Solution Approach 2:
The system enables form designers to automatically obtain recommended form fragments without manual intervention. The analytics engine self-services by continuously monitoring form performance and autonomously generating recommendations based on collected data, allowing designers to quickly access optimized fragments without time-consuming manual analysis.
2Productivity
If designers use preexisting forms as a starting point, then form creation is faster, but they may not capture all desired information or formatting for the new form
Solution Approach 1:
The system allows designers to selectively apply recommendations to specific portions of the form rather than accepting entire preexisting forms.
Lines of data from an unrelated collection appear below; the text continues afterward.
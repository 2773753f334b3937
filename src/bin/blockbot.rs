//! Connect to a game gateway and obey `bt` chat commands
//!
//! Run with: cargo run --bin blockbot -- <host> <port> [<username>] [<password>] [-v]

use std::sync::Arc;

use clap::Parser;
use tracing_subscriber::EnvFilter;

use blockbot::config::{SessionConfig, VIEWER_PORT};
use blockbot::{Dispatcher, Error, Session, ViewerConfig};

#[tokio::main]
async fn main() -> Result<(), Box<dyn std::error::Error>> {
    let config = SessionConfig::parse();

    tracing_subscriber::fmt()
        .with_env_filter(
            EnvFilter::try_from_default_env().unwrap_or_else(|_| config.log_filter().into()),
        )
        .init();

    tracing::info!(host = %config.host, port = config.port, username = %config.username, "connecting");
    let (session, events) = Session::connect(config.client_config()).await?;

    let mut dispatcher = Dispatcher::new(Arc::new(session));
    if config.verbose {
        dispatcher = dispatcher.with_viewer(ViewerConfig {
            port: VIEWER_PORT,
            first_person: false,
        });
    }

    match dispatcher.run(events).await {
        Ok(()) => Ok(()),
        Err(Error::Disconnected { reason }) => {
            tracing::info!(%reason, "session ended");
            Ok(())
        }
        Err(e) => Err(e.into()),
    }
}
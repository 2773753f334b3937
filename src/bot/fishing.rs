use std::sync::atomic::{AtomicBool, Ordering};
use std::sync::Arc;

use tokio::task::JoinHandle;
use tracing::{debug, info, warn};

use crate::bot::capabilities::Capabilities;
use crate::error::Result;
use crate::state::Hand;

pub const FISHING_ROD: &str = "fishing_rod";

/// A running fishing loop. Dropping the handle stops it.
pub struct FishingHandle {
    stop: Arc<AtomicBool>,
    task: JoinHandle<u32>,
}

impl FishingHandle {
    /// Ask the loop to stop. A cast already in flight still completes.
    pub fn stop(&self) {
        self.stop.store(true, Ordering::SeqCst);
    }

    pub fn is_running(&self) -> bool {
        !self.task.is_finished()
    }

    /// Stop and wait for the loop to exit, returning the number of catches
    pub async fn join(mut self) -> u32 {
        self.stop();
        (&mut self.task).await.unwrap_or(0)
    }
}

impl Drop for FishingHandle {
    fn drop(&mut self) {
        self.stop();
    }
}

/// Equip a rod and keep fishing until stopped or a cast fails.
///
/// Returns an error (and spawns nothing) when the rod cannot be equipped.
pub async fn start<C>(caps: Arc<C>) -> Result<FishingHandle>
where
    C: Capabilities + ?Sized + 'static,
{
    caps.equip(FISHING_ROD, Hand::Main).await?;

    let stop = Arc::new(AtomicBool::new(false));
    let flag = stop.clone();
    let task = tokio::spawn(async move {
        let mut catches = 0u32;
        while !flag.load(Ordering::SeqCst) {
            match caps.fish().await {
                Ok(()) => {
                    catches += 1;
                    debug!(catches, "reeled in a catch");
                }
                Err(e) => {
                    warn!(error = %e, "fishing aborted");
                    if let Err(e) = caps.chat(&format!("Fishing failed: {}", e)).await {
                        warn!(error = %e, "could not report fishing failure");
                    }
                    break;
                }
            }
        }
        info!(catches, "fishing loop finished");
        catches
    });

    Ok(FishingHandle { stop, task })
}
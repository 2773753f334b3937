use serde::{Deserialize, Serialize};

use crate::codec::Vec3;

/// Radius used when walking up to the player who called
pub const COME_RADIUS: f64 = 1.0;
/// Radius used when walking to explicit coordinates
pub const GOTO_RADIUS: f64 = 2.0;

#[derive(Debug, Clone, Copy, PartialEq, Eq, Serialize, Deserialize)]
#[serde(rename_all = "snake_case")]
pub enum GoalKind {
    NearPlayer,
    NearCoordinate,
}

/// Region the pathfinder tries to reach. Setting a new goal replaces the old one.
#[derive(Debug, Clone, PartialEq, Serialize, Deserialize)]
pub struct Goal {
    pub kind: GoalKind,
    pub target: Vec3,
    pub radius: f64,
}

impl Goal {
    pub fn near_player(position: Vec3) -> Self {
        Self {
            kind: GoalKind::NearPlayer,
            target: position,
            radius: COME_RADIUS,
        }
    }

    pub fn near_coordinate(x: f64, y: f64, z: f64) -> Self {
        Self {
            kind: GoalKind::NearCoordinate,
            target: Vec3::new(x, y, z),
            radius: GOTO_RADIUS,
        }
    }
}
Analytics data identifies which specific form fragments (fields, sections, validation rules) perform well, enabling designers to incorporate only the locally optimized elements that match their specific requirements while maintaining overall form customization.
Solution Approach 2:
The system breaks down forms into discrete, reusable fragments (fields, sections, validation rules) that can be independently selected and combined. This segmentation allows designers to mix and match optimized fragments from different sources to create highly customized forms that meet specific information and formatting requirements while leveraging proven design patterns.
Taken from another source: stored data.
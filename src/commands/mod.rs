pub mod dispatcher;
pub mod handlers;
pub mod parser;

pub use dispatcher::{Dispatcher, ViewerConfig};
pub use handlers::BotContext;
pub use parser::{parse, Command, MoveDirection, ParseError, TRIGGER_PREFIX};
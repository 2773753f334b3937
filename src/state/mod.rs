pub mod blocks;
pub mod entity;
pub mod inventory;

pub use blocks::{
    Block, BlockId, BlockType, BlockMatcher, BlockQuery, BlockRegistry,
    MATURE_WHEAT_AGE,
};
pub use entity::{Entity, EntityId, EntityKind, EntityFilter};
pub use inventory::{ItemStack, Inventory, InventorySlot, Hand};
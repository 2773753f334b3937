#[derive(Debug, thiserror::Error)]
pub enum Error {
    #[error("connection refused: {reason}")]
    ConnectionRefused { reason: String },

    #[error("timeout waiting for {operation}")]
    Timeout { operation: String },

    #[error("gateway rejected {command}: {reason}")]
    Rejected { command: String, reason: String },

    #[error("invalid response to {command}: {reason}")]
    InvalidResponse { command: String, reason: String },

    #[error("{action} failed: {reason}")]
    ActionFailed { action: &'static str, reason: String },

    #[error("disconnected: {reason}")]
    Disconnected { reason: String },

    #[error("not connected")]
    NotConnected,

    #[error("json error: {0}")]
    Json(#[from] serde_json::Error),

    #[error("io error: {0}")]
    Io(String),
}

impl From<std::io::Error> for Error {
    fn from(e: std::io::Error) -> Self {
        Error::Io(e.to_string())
    }
}

impl Error {
    pub fn action(action: &'static str, reason: impl Into<String>) -> Self {
        Error::ActionFailed { action, reason: reason.into() }
    }
}

pub type Result<T> = std::result::Result<T, Error>;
3Adaptability or versatility
If designers create many forms from scratch or using preexisting templates, then they can meet diverse requirements, but it becomes impractical to create new fields or select appropriate fragments consistently
Solution Approach 1:
The system creates a universal recommendation engine that serves multiple form design scenarios simultaneously. The same analytics infrastructure and recommendation algorithms work across diverse form types (surveys, applications, registrations), providing consistent guidance regardless of the specific form domain, thereby simplifying the design process while maintaining adaptability to different requirements.
Solution Approach 2:
The system dynamically adjusts recommendations based on changing parameters such as form purpose, target audience, and performance metrics. As analytics data accumulates, the recommendation parameters evolve to reflect emerging best practices, allowing the system to adapt to new form types and requirements while maintaining a consistent underlying process.
Data Source
AI summary
The present invention provides recommendation of top scoring form fragments to a form designer. A plurality of form fragments may be stored in a form repository, each form fragment including user-defined form fragment attributes, and analytics data for the form fragments may be collected over a period of time to calculate a performance score for each of the form fragments. When an author searches for a form fragment, at least one matching form fragment from the form repository may be obtained based on the search query or criteria inputted by the author using natural language processing (NLP). The matching form fragments may be ordered based on the performance score, where higher performing form fragments are listed first. The ordered form fragments may be displayed on a device associated with the author so that the form fragments may be used by the author when authoring forms.